Business Angels und Start-up-Förderer sind nicht selbstlos. Aber beim Investment geht es ihnen um mehr als nur Geld. Es geht auch um Zeit, Know-how und nicht zuletzt um gesellschaftliche Verantwortung.

«Meine Hauptmotivation ist das Bedürfnis, der Gesellschaft etwas zurückzugeben», sagt Business-Angel Ralph Mogicato.
«Meine Hauptmotivation ist das Bedürfnis, der Gesellschaft etwas zurückzugeben», sagt Business-Angel Ralph Mogicato.
Landbote

Schweizweit wird rund eine Milliarde Franken in Start-ups investiert, dies belegt der Swiss Venture Capital Report.
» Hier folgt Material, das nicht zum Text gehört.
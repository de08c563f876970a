//! Route entries and the small ordered param mapping handed to each handler
//! invocation (`spec.md` §3.1 "Route entry" / "Request context").

use smallvec::SmallVec;

use crate::http::Method;
use crate::router::pattern::PathPattern;

/// Stack-allocated path-parameter mapping: most routes capture only a handful of
/// segments, so the common case never touches the heap.
pub type ParamVec<'a> = SmallVec<[(&'a str, &'a str); 8]>;

/// Look up a path parameter by name. Per the original radix search's documented
/// behavior, if a name occurs more than once the last occurrence wins.
pub fn get_path_param<'a>(params: &ParamVec<'a>, name: &str) -> Option<&'a str> {
    params.iter().rev().find(|(n, _)| *n == name).map(|(_, v)| *v)
}

/// Look up a query parameter by name in a raw (undecoded) query string. Generated
/// glue calls this for `in: query` parameters; percent-decoding is intentionally
/// not performed here, matching the arena parser's treatment of the rest of the
/// request line as opaque bytes until a handler needs otherwise.
pub fn get_query_param<'a>(query: Option<&'a str>, name: &str) -> Option<&'a str> {
    let query = query?;
    query.split('&').find_map(|pair| {
        let mut parts = pair.splitn(2, '=');
        let key = parts.next()?;
        if key == name {
            Some(parts.next().unwrap_or(""))
        } else {
            None
        }
    })
}

/// `{method, path_pattern, handler_callable, consumes_list, produces_list}` from
/// `spec.md` §3.1. `handler_name` stands in for the handler callable itself: the
/// generator resolves it to a concrete trait method (§4.8); the router only needs
/// a stable key to carry through to dispatch.
#[derive(Debug, Clone)]
pub struct RouteEntry {
    pub method: Method,
    pub pattern: PathPattern,
    pub handler_name: String,
    pub consumes: Vec<String>,
    pub produces: Vec<String>,
}

impl RouteEntry {
    pub fn new(method: Method, template: &str, handler_name: impl Into<String>) -> Self {
        RouteEntry {
            method,
            pattern: PathPattern::from_literal(template),
            handler_name: handler_name.into(),
            consumes: Vec::new(),
            produces: Vec::new(),
        }
    }

    pub fn consumes(mut self, types: impl IntoIterator<Item = impl Into<String>>) -> Self {
        self.consumes = types.into_iter().map(Into::into).collect();
        self
    }

    pub fn produces(mut self, types: impl IntoIterator<Item = impl Into<String>>) -> Self {
        self.produces = types.into_iter().map(Into::into).collect();
        self
    }
}

/// A successful match: the route and the path parameters captured along the way.
#[derive(Debug, Clone)]
pub struct RouteMatch<'router, 'path> {
    pub route: &'router RouteEntry,
    pub params: ParamVec<'path>,
}

/// Outcome of a route lookup, distinguishing "no path matched" from "the path
/// matched but not for this method" (`spec.md` §4.4 rule 3).
#[derive(Debug, Clone)]
pub enum MatchOutcome<'router, 'path> {
    Matched(RouteMatch<'router, 'path>),
    MethodNotAllowed,
    NotFound,
}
Tendenz steigend. Über die Hälfte fliesst in Firmen im Kanton Waadt, 14 Prozent nach Genf und nur 12 Prozent in den Kanton Zürich. Start-ups und Spin-offs in den Städten Zürich und Lausanne kommen besonders oft in die Kränze, weil aus den ansässigen Eidgenössischen Technischen Hochschulen ETH und EPFL besonders viele und offenbar erfolgversprechende Geschäftsmodelle erwachsen. Auch Winterthur hat eine Hochschule. Sie verfügt nicht über das gleiche internationale Renommee, dennoch entstehen in ihrem Umfeld laufend innovative Geschäftsideen.